> **Work instruction**: Match on the string "display" in the entries below and return every matching line.

--------------------------------

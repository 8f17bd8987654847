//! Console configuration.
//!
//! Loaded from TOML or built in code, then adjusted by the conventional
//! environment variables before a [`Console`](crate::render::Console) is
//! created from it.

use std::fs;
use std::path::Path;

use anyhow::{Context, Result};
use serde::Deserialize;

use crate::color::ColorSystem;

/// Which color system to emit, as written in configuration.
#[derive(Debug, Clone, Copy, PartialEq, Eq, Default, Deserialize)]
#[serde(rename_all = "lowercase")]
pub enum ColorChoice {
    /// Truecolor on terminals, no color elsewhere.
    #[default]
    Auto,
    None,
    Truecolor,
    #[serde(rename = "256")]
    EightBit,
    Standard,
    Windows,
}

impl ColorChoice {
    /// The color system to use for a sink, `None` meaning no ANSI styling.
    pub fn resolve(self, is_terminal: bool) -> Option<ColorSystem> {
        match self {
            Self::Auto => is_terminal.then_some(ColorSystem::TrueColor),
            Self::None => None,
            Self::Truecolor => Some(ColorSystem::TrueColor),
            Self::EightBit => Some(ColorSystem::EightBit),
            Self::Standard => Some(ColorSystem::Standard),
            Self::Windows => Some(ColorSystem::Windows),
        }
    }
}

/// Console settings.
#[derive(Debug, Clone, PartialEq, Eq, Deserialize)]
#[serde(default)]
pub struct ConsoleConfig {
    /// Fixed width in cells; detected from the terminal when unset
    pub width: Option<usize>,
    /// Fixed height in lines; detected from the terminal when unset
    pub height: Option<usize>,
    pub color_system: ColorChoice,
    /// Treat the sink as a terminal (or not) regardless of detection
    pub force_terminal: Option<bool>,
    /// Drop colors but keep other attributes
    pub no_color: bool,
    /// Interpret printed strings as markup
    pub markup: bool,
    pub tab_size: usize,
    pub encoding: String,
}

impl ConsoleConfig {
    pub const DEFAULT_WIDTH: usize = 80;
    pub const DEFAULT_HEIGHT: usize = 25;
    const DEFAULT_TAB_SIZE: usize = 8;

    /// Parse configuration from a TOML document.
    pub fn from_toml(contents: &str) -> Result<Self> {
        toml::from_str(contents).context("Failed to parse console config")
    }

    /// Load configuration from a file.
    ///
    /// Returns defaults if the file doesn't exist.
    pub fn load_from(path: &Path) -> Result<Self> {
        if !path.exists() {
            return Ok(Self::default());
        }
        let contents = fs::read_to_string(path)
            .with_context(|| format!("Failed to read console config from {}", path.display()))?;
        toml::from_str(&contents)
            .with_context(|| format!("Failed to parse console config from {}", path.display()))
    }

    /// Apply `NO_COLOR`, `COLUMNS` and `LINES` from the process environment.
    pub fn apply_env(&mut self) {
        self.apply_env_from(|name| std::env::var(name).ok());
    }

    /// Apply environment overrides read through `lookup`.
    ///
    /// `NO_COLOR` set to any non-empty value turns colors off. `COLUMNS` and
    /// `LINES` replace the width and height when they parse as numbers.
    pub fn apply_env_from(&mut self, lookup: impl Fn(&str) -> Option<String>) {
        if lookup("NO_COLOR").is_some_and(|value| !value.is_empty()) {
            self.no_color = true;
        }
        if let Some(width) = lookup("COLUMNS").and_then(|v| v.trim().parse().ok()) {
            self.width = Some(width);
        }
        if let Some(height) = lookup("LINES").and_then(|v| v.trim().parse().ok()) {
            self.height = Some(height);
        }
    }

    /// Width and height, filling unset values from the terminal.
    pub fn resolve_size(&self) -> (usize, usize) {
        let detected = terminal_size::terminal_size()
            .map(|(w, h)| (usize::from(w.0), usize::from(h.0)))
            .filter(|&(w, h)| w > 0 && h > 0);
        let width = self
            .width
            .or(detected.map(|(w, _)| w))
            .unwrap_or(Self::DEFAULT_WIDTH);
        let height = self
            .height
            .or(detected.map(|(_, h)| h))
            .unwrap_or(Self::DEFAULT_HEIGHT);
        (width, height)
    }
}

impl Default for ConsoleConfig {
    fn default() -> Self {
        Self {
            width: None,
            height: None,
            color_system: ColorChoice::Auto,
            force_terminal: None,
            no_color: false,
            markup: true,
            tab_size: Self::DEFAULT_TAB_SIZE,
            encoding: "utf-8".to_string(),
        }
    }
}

--------------------------------

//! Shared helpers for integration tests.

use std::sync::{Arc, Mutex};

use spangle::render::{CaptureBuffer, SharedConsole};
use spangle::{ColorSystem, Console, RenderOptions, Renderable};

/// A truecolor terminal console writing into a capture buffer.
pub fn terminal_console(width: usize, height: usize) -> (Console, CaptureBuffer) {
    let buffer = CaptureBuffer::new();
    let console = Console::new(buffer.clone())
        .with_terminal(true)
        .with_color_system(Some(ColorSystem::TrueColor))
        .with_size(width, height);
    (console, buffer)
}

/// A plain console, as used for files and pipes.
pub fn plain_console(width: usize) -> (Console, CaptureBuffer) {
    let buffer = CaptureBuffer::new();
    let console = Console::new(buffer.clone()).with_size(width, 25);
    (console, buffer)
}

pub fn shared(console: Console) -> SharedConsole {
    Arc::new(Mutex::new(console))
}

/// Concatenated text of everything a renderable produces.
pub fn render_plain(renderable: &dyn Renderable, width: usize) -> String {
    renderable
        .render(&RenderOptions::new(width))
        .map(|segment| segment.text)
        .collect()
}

--------------------------------

> **The answer**:
            .with_context(|| format!("Failed to read console config from {}", path.display()))?;
            .with_context(|| format!("Failed to parse console config from {}", path.display()))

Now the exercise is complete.